▶ REQUIRED ACTION: Nothing in the listing should be dropped or altered when it is copied.

• • •

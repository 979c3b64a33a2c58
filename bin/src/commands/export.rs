//! Export command implementation.
//!
//! Reads a bar range from the partitioned store and writes it as CSV or
//! JSON, to a file or to stdout.

use crate::display::{ExportFormat, parse_date, parse_timeframe, write_csv, write_json};
use anyhow::{Context, Result};
use barquet_lib::prelude::*;
use std::fs::File;
use std::io::BufWriter;
use std::path::Path;

/// Export stored bars for one asset and timeframe.
pub(crate) fn export(
    asset: &str,
    timeframe_str: &str,
    start_str: &str,
    end_str: Option<&str>,
    data_root: &Path,
    output: Option<&Path>,
    format: ExportFormat,
) -> Result<()> {
    let timeframe = parse_timeframe(timeframe_str)?;

    let start = parse_date(start_str, "start")?;
    let end = match end_str {
        Some(s) => parse_date(s, "end")?,
        None => chrono::Utc::now().date_naive(),
    };
    let range = DateRange::new(start, end)?;

    let store = PartitionStore::new(data_root);
    let bars = store
        .read_bars_naive(asset, timeframe, range.start_utc(), range.end_utc())
        .with_context(|| format!("Failed to read {asset} {}", timeframe.as_str()))?;

    if bars.is_empty() {
        eprintln!("No bars stored for {asset} {} in {start} -> {end}", timeframe.as_str());
        return Ok(());
    }

    match output {
        Some(path) => {
            let file = File::create(path)
                .with_context(|| format!("Failed to create {}", path.display()))?;
            let writer = BufWriter::new(file);
            match format {
                ExportFormat::Csv => write_csv(&bars, writer)?,
                ExportFormat::Json => write_json(&bars, writer)?,
            }
            eprintln!("Wrote {} bars to {}", bars.len(), path.display());
        }
        None => {
            let stdout = std::io::stdout();
            let writer = stdout.lock();
            match format {
                ExportFormat::Csv => write_csv(&bars, writer)?,
                ExportFormat::Json => write_json(&bars, writer)?,
            }
        }
    }

    Ok(())
}
//! Per-hour acquisition outcome.

use barquet_types::Tick;

/// The result of acquiring one hour of ticks.
///
/// Skips are ordinary values, not errors: the pipeline aggregates them
/// into diagnostics and keeps going. A multi-month run must never abort
/// because of one bad hour.
#[derive(Debug, Clone)]
pub enum HourOutcome {
    /// Ticks for the hour, in feed order. An empty vector means the hour
    /// genuinely has no data (weekends, market holidays).
    Ticks(Vec<Tick>),
    /// The hour could not be acquired and was skipped.
    Skipped {
        /// The file or URL acquisition failed on.
        source: String,
        /// Why the hour was skipped.
        reason: String,
    },
}

impl HourOutcome {
    /// Creates a skipped outcome.
    #[must_use]
    pub fn skipped(source: impl Into<String>, reason: impl Into<String>) -> Self {
        Self::Skipped {
            source: source.into(),
            reason: reason.into(),
        }
    }

    /// Returns true if the hour was skipped.
    #[must_use]
    pub const fn is_skipped(&self) -> bool {
        matches!(self, Self::Skipped { .. })
    }

    /// Returns the number of ticks, zero for skipped hours.
    #[must_use]
    pub const fn len(&self) -> usize {
        match self {
            Self::Ticks(ticks) => ticks.len(),
            Self::Skipped { .. } => 0,
        }
    }

    /// Returns true if the outcome carries no ticks.
    #[must_use]
    pub const fn is_empty(&self) -> bool {
        self.len() == 0
    }
}

#[cfg(test)]
mod tests {
    use super::*;

    #[test]
    fn test_ticks_outcome() {
        let outcome = HourOutcome::Ticks(Vec::new());
        assert!(!outcome.is_skipped());
        assert!(outcome.is_empty());
        assert_eq!(outcome.len(), 0);
    }

    #[test]
    fn test_skipped_outcome() {
        let outcome = HourOutcome::skipped("a/file.bi5", "truncated");
        assert!(outcome.is_skipped());
        assert!(outcome.is_empty());
    }
}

• • •

▶ FINISHED EXERCISE:
repository 979c3b64a33a2c58
filename bin/src/commands/export.rs
//! Export command implementation.
//!
//! Reads a bar range from the partitioned store and writes it as CSV or
//! JSON, to a file or to stdout.

use crate::display::{ExportFormat, parse_date, parse_timeframe, write_csv, write_json};
use anyhow::{Context, Result};
use barquet_lib::prelude::*;
use std::fs::File;
use std::io::BufWriter;
use std::path::Path;

/// Export stored bars for one asset and timeframe.
pub(crate) fn export(
    asset: &str,
    timeframe_str: &str,
    start_str: &str,
    end_str: Option<&str>,
    data_root: &Path,
    output: Option<&Path>,
    format: ExportFormat,
) -> Result<()> {
    let timeframe = parse_timeframe(timeframe_str)?;

    let start = parse_date(start_str, "start")?;
    let end = match end_str {
        Some(s) => parse_date(s, "end")?,
        None => chrono::Utc::now().date_naive(),
    };
    let range = DateRange::new(start, end)?;

    let store = PartitionStore::new(data_root);
    let bars = store
        .read_bars_naive(asset, timeframe, range.start_utc(), range.end_utc())
        .with_context(|| format!("Failed to read {asset} {}", timeframe.as_str()))?;

    if bars.is_empty() {
        eprintln!("No bars stored for {asset} {} in {start} -> {end}", timeframe.as_str());
        return Ok(());
    }

    match output {
        Some(path) => {
            let file = File::create(path)
                .with_context(|| format!("Failed to create {}", path.display()))?;
            let writer = BufWriter::new(file);
            match format {
                ExportFormat::Csv => write_csv(&bars, writer)?,
                ExportFormat::Json => write_json(&bars, writer)?,
            }
            eprintln!("Wrote {} bars to {}", bars.len(), path.display());
        }
        None => {
            let stdout = std::io::stdout();
            let writer = stdout.lock();
            match format {
                ExportFormat::Csv => write_csv(&bars, writer)?,
                ExportFormat::Json => write_json(&bars, writer)?,
            }
        }
    }

    Ok(())
}
//! Per-hour acquisition outcome.

use barquet_types::Tick;

/// The result of acquiring one hour of ticks.
///
/// Skips are ordinary values, not errors: the pipeline aggregates them
/// into diagnostics and keeps going. A multi-month run must never abort
/// because of one bad hour.
#[derive(Debug, Clone)]
pub enum HourOutcome {
    /// Ticks for the hour, in feed order. An empty vector means the hour
    /// genuinely has no data (weekends, market holidays).
    Ticks(Vec<Tick>),
    /// The hour could not be acquired and was skipped.
    Skipped {
        /// The file or URL acquisition failed on.
        source: String,
        /// Why the hour was skipped.
        reason: String,
    },
}

impl HourOutcome {
    /// Creates a skipped outcome.
    #[must_use]
    pub fn skipped(source: impl Into<String>, reason: impl Into<String>) -> Self {
        Self::Skipped {
            source: source.into(),
            reason: reason.into(),
        }
    }

    /// Returns true if the hour was skipped.
    #[must_use]
    pub const fn is_skipped(&self) -> bool {
        matches!(self, Self::Skipped { .. })
    }

    /// Returns the number of ticks, zero for skipped hours.
    #[must_use]
    pub const fn len(&self) -> usize {
        match self {
            Self::Ticks(ticks) => ticks.len(),
            Self::Skipped { .. } => 0,
        }
    }

    /// Returns true if the outcome carries no ticks.
    #[must_use]
    pub const fn is_empty(&self) -> bool {
        self.len() == 0
    }
}

#[cfg(test)]
mod tests {
    use super::*;

    #[test]
    fn test_ticks_outcome() {
        let outcome = HourOutcome::Ticks(Vec::new());
        assert!(!outcome.is_skipped());
        assert!(outcome.is_empty());
        assert_eq!(outcome.len(), 0);
    }

    #[test]
    fn test_skipped_outcome() {
        let outcome = HourOutcome::skipped("a/file.bi5", "truncated");
        assert!(outcome.is_skipped());
        assert!(outcome.is_empty());
    }
}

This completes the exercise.